Action item => Search the entries below for "bytes" and copy each matching line.

Input data =>
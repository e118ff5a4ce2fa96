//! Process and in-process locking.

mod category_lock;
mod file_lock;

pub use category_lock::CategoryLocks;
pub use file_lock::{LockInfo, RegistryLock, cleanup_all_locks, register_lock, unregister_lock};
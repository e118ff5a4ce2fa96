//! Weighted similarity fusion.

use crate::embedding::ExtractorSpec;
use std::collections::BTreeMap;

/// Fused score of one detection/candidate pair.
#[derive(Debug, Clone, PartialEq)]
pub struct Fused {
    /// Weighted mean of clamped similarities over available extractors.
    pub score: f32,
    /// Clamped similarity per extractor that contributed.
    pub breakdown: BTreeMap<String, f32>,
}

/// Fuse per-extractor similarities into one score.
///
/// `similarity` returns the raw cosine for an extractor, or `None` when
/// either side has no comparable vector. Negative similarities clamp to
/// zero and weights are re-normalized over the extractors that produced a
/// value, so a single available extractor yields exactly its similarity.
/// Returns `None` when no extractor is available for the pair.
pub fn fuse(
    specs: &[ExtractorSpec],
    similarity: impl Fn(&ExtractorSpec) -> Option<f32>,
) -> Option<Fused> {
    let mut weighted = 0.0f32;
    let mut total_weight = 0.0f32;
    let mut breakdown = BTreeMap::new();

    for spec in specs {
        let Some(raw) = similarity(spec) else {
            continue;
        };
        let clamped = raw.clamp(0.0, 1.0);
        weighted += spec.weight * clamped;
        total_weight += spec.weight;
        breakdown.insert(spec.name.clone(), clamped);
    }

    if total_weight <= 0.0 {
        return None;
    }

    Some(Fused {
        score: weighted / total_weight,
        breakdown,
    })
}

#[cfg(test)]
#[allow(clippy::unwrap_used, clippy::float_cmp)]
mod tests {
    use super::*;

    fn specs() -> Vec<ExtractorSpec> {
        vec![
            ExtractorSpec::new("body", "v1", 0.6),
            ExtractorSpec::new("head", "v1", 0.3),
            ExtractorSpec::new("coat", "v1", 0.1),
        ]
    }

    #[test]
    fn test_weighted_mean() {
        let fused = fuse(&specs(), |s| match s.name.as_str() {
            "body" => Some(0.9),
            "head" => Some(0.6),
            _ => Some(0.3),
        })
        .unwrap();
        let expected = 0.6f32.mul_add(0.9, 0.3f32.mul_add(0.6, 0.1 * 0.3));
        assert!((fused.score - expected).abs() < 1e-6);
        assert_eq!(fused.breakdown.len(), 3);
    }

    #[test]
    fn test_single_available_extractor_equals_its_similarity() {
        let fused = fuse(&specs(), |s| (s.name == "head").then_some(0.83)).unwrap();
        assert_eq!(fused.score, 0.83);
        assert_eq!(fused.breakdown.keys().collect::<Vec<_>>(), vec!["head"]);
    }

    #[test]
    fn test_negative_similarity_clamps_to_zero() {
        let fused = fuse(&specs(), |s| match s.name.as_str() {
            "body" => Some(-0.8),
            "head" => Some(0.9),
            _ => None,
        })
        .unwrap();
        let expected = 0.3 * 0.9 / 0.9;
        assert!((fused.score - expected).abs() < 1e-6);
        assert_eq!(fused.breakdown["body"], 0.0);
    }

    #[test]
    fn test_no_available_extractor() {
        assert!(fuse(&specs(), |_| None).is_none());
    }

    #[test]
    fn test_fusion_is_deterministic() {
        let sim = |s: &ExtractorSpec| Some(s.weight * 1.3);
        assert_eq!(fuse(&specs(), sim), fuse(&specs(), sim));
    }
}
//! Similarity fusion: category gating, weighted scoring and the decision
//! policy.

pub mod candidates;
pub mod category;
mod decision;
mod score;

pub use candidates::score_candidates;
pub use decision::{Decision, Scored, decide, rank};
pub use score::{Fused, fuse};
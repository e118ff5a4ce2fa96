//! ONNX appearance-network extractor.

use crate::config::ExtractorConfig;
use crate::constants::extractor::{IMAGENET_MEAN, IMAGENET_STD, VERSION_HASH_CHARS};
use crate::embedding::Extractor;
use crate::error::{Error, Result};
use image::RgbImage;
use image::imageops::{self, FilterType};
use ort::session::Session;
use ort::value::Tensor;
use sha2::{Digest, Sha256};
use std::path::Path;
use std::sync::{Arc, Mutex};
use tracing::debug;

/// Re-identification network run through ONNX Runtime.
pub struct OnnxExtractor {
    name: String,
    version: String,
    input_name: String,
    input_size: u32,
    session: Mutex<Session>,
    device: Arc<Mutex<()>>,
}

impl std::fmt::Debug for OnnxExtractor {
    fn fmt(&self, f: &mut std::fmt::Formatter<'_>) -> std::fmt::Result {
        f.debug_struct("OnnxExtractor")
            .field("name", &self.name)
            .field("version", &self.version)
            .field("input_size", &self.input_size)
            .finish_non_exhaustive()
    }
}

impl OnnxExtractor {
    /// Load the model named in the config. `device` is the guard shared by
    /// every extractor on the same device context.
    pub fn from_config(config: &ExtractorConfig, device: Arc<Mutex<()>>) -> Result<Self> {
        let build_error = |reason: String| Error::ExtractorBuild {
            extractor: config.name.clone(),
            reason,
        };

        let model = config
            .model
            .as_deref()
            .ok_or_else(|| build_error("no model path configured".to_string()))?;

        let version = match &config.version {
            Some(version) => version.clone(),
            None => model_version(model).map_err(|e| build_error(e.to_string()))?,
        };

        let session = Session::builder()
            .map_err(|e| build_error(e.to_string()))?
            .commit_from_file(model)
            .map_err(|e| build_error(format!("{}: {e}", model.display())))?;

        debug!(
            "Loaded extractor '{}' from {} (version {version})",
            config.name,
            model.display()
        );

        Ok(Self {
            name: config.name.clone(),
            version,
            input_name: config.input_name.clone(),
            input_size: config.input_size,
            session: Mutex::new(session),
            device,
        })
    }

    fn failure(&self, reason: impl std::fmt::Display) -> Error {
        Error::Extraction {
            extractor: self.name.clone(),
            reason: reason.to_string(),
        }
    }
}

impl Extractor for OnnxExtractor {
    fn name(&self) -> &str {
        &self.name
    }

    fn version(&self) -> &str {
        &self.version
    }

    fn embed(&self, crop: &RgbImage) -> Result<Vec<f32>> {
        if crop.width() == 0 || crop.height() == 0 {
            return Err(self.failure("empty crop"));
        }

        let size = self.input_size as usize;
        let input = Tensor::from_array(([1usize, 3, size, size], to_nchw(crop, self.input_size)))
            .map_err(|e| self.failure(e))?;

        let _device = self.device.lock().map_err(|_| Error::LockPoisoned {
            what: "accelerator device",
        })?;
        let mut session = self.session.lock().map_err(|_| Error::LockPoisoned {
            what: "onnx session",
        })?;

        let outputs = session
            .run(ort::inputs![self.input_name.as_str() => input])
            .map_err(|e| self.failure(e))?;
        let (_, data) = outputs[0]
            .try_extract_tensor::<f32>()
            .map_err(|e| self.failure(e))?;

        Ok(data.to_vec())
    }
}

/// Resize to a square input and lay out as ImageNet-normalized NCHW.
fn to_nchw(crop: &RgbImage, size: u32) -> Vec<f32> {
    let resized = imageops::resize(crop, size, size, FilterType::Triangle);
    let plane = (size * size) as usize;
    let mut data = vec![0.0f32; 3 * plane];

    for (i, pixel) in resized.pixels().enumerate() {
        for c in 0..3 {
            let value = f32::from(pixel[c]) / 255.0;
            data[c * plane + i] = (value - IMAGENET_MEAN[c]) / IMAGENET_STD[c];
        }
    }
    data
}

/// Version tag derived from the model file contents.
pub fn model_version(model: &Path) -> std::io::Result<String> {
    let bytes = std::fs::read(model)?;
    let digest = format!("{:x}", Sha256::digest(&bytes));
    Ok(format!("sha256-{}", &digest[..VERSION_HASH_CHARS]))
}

Task result =>
    let bytes = std::fs::read(model)?;
    let digest = format!("{:x}", Sha256::digest(&bytes));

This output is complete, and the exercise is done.